Lee's group investigated whether the adoption of DBT had a negative impact on facility-level screening volumes at facilities in the Breast Cancer Surveillance Consortium (BCSC) that began using the technology between 2011 and 2014 (15 of 83 facilities, or 18.1%). Of these 15 facilities, 73.3% had no academic affiliation, 80% were nonprofit, and 66.7% were general radiology practices.
All 15 facilities incorporated a single DBT unit; half of these replaced a digital mammography unit with the new DBT device, while the other half kept existing digital mammography units active while adding the DBT unit to their operations (AJR, November 2018, Vol. 211:11, pp. 957-963).
The researchers found that facility-level monthly screening volumes were actually higher after DBT adoption, with an overall increase of 7.2% in mean monthly volumes across facilities.

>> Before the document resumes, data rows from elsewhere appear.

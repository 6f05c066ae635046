use std::{io, net::SocketAddr, sync::Arc, time::Duration};

use poem::{
    endpoint::BoxEndpoint,
    listener::{Acceptor, Listener, TcpAcceptor, TcpListener},
    middleware::{AddData, OpenTelemetryMetrics, OpenTelemetryTracing, TokioMetrics},
    EndpointExt, IntoEndpoint, Middleware, Response, Route, Server as HttpServer,
};
use poem_grpc::{RouteGrpc, Service};
use tokio::{sync::oneshot, task::JoinHandle};

use crate::{
    default_handler,
    drain::DrainGate,
    middlewares::{RequestDuration, RequestLog},
    telemetry, BoxHandler, HandlerFactory, HandlerOptions, JsonOptions, RealIp, ServerError,
};

const DEFAULT_PORT: u16 = 8080;

/// Configuration of a [`Server`].
///
/// [`ServerConfig::from_env`] reads the same settings from the environment.
#[derive(Clone)]
pub struct ServerConfig {
    /// Port to listen on, on all interfaces. `0` picks any free port; the
    /// actual one is reported by [`RunningServer::port`].
    pub port: u16,
    /// Combines the HTTP/JSON gateway and the gRPC router into the top-level
    /// handler. Defaults to [`default_handler`].
    pub handler_factory: Arc<dyn HandlerFactory>,
    /// Passed to the handler factory, e.g. CORS settings for
    /// [`cors_handler`](crate::cors_handler).
    pub handler_options: Option<HandlerOptions>,
    /// JSON rendering options made available to gateway handlers.
    pub json: JsonOptions,
    /// Enables poem's tokio runtime metrics middleware.
    pub tokio_metrics: bool,
    /// Exports request spans over OTLP.
    pub otlp_tracing: bool,
}

impl Default for ServerConfig {
    fn default() -> Self {
        Self {
            port: DEFAULT_PORT,
            handler_factory: Arc::new(default_handler),
            handler_options: None,
            json: JsonOptions::default(),
            tokio_metrics: false,
            otlp_tracing: true,
        }
    }
}

impl ServerConfig {
    /// Builds a configuration from environment variables:
    ///
    /// | Variable | Effect |
    /// |---|---|
    /// | `MICRO_SERVER_PORT` | Listen port, `8080` when unset |
    /// | `GEAR_ENABLE_TOKIO_METRICS=1` | Sets [`tokio_metrics`](Self::tokio_metrics) |
    /// | `GEAR_JSON_EMIT_UNPOPULATED=1` | Sets [`JsonOptions::emit_unpopulated`] |
    /// | `GEAR_DISABLE_OTLP_TRACING=1` | Clears [`otlp_tracing`](Self::otlp_tracing) |
    ///
    /// # Errors
    ///
    /// Returns [`ServerError::Config`] if `MICRO_SERVER_PORT` is not a port
    /// number.
    pub fn from_env() -> Result<Self, ServerError> {
        Self::from_vars(|name| std::env::var(name).ok())
    }

    fn from_vars(var: impl Fn(&str) -> Option<String>) -> Result<Self, ServerError> {
        let flag = |name: &str| var(name).as_deref() == Some("1");

        let mut config = Self::default();
        if let Some(port) = var("MICRO_SERVER_PORT") {
            config.port = port.trim().parse().map_err(|_| {
                ServerError::Config(format!("MICRO_SERVER_PORT is not a port number: `{port}`"))
            })?;
        }
        config.tokio_metrics = flag("GEAR_ENABLE_TOKIO_METRICS");
        config.json.emit_unpopulated = flag("GEAR_JSON_EMIT_UNPOPULATED");
        config.otlp_tracing = !flag("GEAR_DISABLE_OTLP_TRACING");
        Ok(config)
    }
}

/// Serves gRPC and HTTP/JSON on a single port.
///
/// Requests arriving over HTTP/2 with an `application/grpc*` content type go
/// to the registered gRPC services, everything else goes to the gateway
/// endpoint. The split is made by the configured
/// [`HandlerFactory`](crate::HandlerFactory). Both branches run behind this
/// middleware stack:
///
/// | Middleware | Purpose |
/// |---|---|
/// | [`AddData`] + [`OpenTelemetryTracing`] | Distributed tracing (when `otlp_tracing` is set) |
/// | [`OpenTelemetryMetrics`] | Request-level OpenTelemetry metrics |
/// | [`RequestDuration`] | Prometheus histogram `micro_request_duration_seconds` |
/// | [`TokioMetrics`] | Tokio runtime metrics (when `tokio_metrics` is set) |
/// | [`RealIp`] | Resolves the [`ClientIp`](crate::ClientIp) of the request |
/// | [`RequestLog`] | Logs method, URI, version and client address |
///
/// # Examples
///
/// ```rust,no_run
/// use gear_server::{Server, ServerConfig};
/// use poem::{handler, Route};
///
/// #[handler]
/// fn health() -> &'static str {
///     "ok"
/// }
///
/// #[tokio::main]
/// async fn main() -> Result<(), gear_server::ServerError> {
///     Server::new(ServerConfig::from_env()?)
///         // .add_service(my_grpc_service)
///         .gateway(Route::new().at("/healthz", health))
///         .serve()
///         .await
/// }
/// ```
pub struct Server {
    config: ServerConfig,
    grpc: RouteGrpc,
    gateway: BoxHandler,
}

impl Server {
    /// Creates a server with no gRPC services and a gateway answering
    /// `404 Not Found` to everything.
    pub fn new(config: ServerConfig) -> Self {
        Self {
            config,
            grpc: RouteGrpc::new(),
            gateway: Route::new().boxed(),
        }
    }

    /// Registers a gRPC service. Calls can be chained to add several.
    pub fn add_service<S>(mut self, service: S) -> Self
    where
        S: IntoEndpoint<Endpoint = BoxEndpoint<'static, Response>> + Service,
    {
        self.grpc = self.grpc.add_service(service);
        self
    }

    /// Sets the endpoint serving plain HTTP/JSON requests, typically a
    /// [`Route`] of transcoding handlers.
    pub fn gateway<E>(mut self, ep: E) -> Self
    where
        E: IntoEndpoint,
        E::Endpoint: 'static,
    {
        self.gateway = ep.into_endpoint().map_to_response().boxed();
        self
    }

    /// The configured port. May be `0`; see [`RunningServer::port`].
    pub fn port(&self) -> u16 {
        self.config.port
    }

    /// Binds the listener and serves until the process stops.
    ///
    /// # Errors
    ///
    /// Returns [`ServerError::Bind`] if the port cannot be bound and
    /// [`ServerError::Serve`] if the server fails while running.
    pub async fn serve(self) -> Result<(), ServerError> {
        let port = self.config.port;
        let app = self.into_app(&DrainGate::new())?;
        let (acceptor, _) = bind(port).await?;

        HttpServer::new_with_acceptor(acceptor)
            .http2_max_concurrent_streams(None)
            .http2_max_header_list_size(16384 * 64)
            .run(app)
            .await
            .map_err(ServerError::Serve)
    }

    /// Binds the listener and serves in a background task, with an extra
    /// user-supplied middleware applied outermost.
    ///
    /// Must be called within a tokio runtime.
    ///
    /// # Errors
    ///
    /// Returns [`ServerError::Bind`] if the port cannot be bound.
    pub async fn start_with_middleware<T>(self, middleware: T) -> Result<RunningServer, ServerError>
    where
        T: Middleware<BoxHandler> + 'static,
        T::Output: 'static,
    {
        let port = self.config.port;
        let gate = DrainGate::new();
        let app = self
            .into_app(&gate)?
            .with(middleware)
            .map_to_response()
            .boxed();
        let (acceptor, local_addr) = bind(port).await?;

        let (shutdown_tx, shutdown_rx) = oneshot::channel::<()>();
        let server = HttpServer::new_with_acceptor(acceptor)
            .http2_max_concurrent_streams(None)
            .http2_max_header_list_size(16384 * 64);
        let task = tokio::spawn(async move {
            let signal = async move {
                let _ = shutdown_rx.await;
            };
            server.run_with_graceful_shutdown(app, signal, None).await
        });

        Ok(RunningServer {
            local_addr,
            gate,
            shutdown: Some(shutdown_tx),
            task: Some(task),
        })
    }

    /// Binds the listener and serves in a background task.
    ///
    /// Shorthand for [`start_with_middleware(())`](Self::start_with_middleware).
    pub async fn start(self) -> Result<RunningServer, ServerError> {
        self.start_with_middleware(()).await
    }

    fn into_app(self, gate: &DrainGate) -> Result<BoxHandler, ServerError> {
        let ServerConfig {
            handler_factory,
            handler_options,
            json,
            tokio_metrics,
            otlp_tracing,
            ..
        } = self.config;

        let grpc = gate.guard(self.grpc.into_endpoint()).boxed();
        let http = self.gateway.with(AddData::new(json)).boxed();
        let app = handler_factory
            .build(http, grpc, handler_options.as_ref())
            .with(RequestLog)
            .with(RealIp)
            .with(
                OpenTelemetryMetrics::new()
                    .combine(RequestDuration)
                    .combine_if(tokio_metrics, TokioMetrics::new()),
            )
            .boxed();

        if !otlp_tracing {
            return Ok(app);
        }
        let tracer = telemetry::init_tracer()?;
        Ok(app
            .with(AddData::new(tracer.clone()).combine(OpenTelemetryTracing::new(tracer)))
            .boxed())
    }
}

async fn bind(port: u16) -> Result<(TcpAcceptor, SocketAddr), ServerError> {
    let acceptor = TcpListener::bind(format!("0.0.0.0:{port}"))
        .into_acceptor()
        .await
        .map_err(ServerError::Bind)?;
    let local_addr = acceptor
        .local_addr()
        .first()
        .and_then(|addr| addr.as_socket_addr().copied())
        .ok_or_else(|| {
            ServerError::Bind(io::Error::new(
                io::ErrorKind::AddrNotAvailable,
                "listener has no socket address",
            ))
        })?;

    tracing::info!(address = %local_addr, "listener bound");
    Ok((acceptor, local_addr))
}

/// Handle to a server started with [`Server::start`].
///
/// Dropping the handle without calling [`shutdown`](Self::shutdown) stops the
/// server gracefully in the background.
pub struct RunningServer {
    local_addr: SocketAddr,
    gate: DrainGate,
    shutdown: Option<oneshot::Sender<()>>,
    task: Option<JoinHandle<io::Result<()>>>,
}

impl RunningServer {
    /// The address the listener is actually bound to.
    pub fn local_addr(&self) -> SocketAddr {
        self.local_addr
    }

    /// The port the listener is actually bound to, useful when the
    /// configured port was `0`.
    pub fn port(&self) -> u16 {
        self.local_addr.port()
    }

    /// Stops the server gracefully.
    ///
    /// New gRPC calls are rejected with `UNAVAILABLE` right away and running
    /// ones are allowed to finish. Then the HTTP layer stops accepting
    /// connections and waits for open ones to close. Both phases together are
    /// bounded by `deadline`.
    ///
    /// # Errors
    ///
    /// Returns [`ServerError::ShutdownTimeout`] when the deadline passes
    /// first. The server keeps draining; the caller can retry or
    /// [`abort`](Self::abort) it.
    pub async fn shutdown(&mut self, deadline: Duration) -> Result<(), ServerError> {
        match tokio::time::timeout(deadline, self.stop()).await {
            Ok(res) => res,
            Err(_) => {
                tracing::warn!(
                    ?deadline,
                    in_flight_grpc_calls = self.gate.in_flight(),
                    "graceful shutdown deadline exceeded"
                );
                Err(ServerError::ShutdownTimeout)
            }
        }
    }

    async fn stop(&mut self) -> Result<(), ServerError> {
        tracing::info!(
            in_flight_grpc_calls = self.gate.in_flight(),
            "draining grpc calls"
        );
        self.gate.drain().await;

        tracing::info!("stopping http server");
        if let Some(shutdown) = self.shutdown.take() {
            let _ = shutdown.send(());
        }
        let Some(task) = self.task.as_mut() else {
            return Ok(());
        };
        let res = task.await;
        self.task = None;
        res?.map_err(ServerError::Serve)
    }

    /// Stops the server immediately, dropping in-flight requests.
    pub fn abort(self) {
        if let Some(task) = &self.task {
            task.abort();
        }
    }
}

They also noted the following:
- More than half of the facilities that implemented DBT (53.3%) saw a change of 5% or less in the total mean monthly screening volume (either increase or decrease) when comparing the pre- and postadoption periods.
- No facilities experienced a decrease of more than 10% in monthly screening volume.
- The three facilities that kept their existing digital mammography units and added a DBT device to the workflow saw an increase of more than 20% in the mean monthly screening volume after DBT was implemented.
What's the bottom line? DBT doesn't negatively affect screening volume -- in fact, it seems to increase it, Lee and colleagues concluded.
"Contrary to concerns regarding increased image acquisition time and interpretation time that could theoretically decrease screening capacity, monthly screening examination volumes were maintained and slightly increased," the group wrote.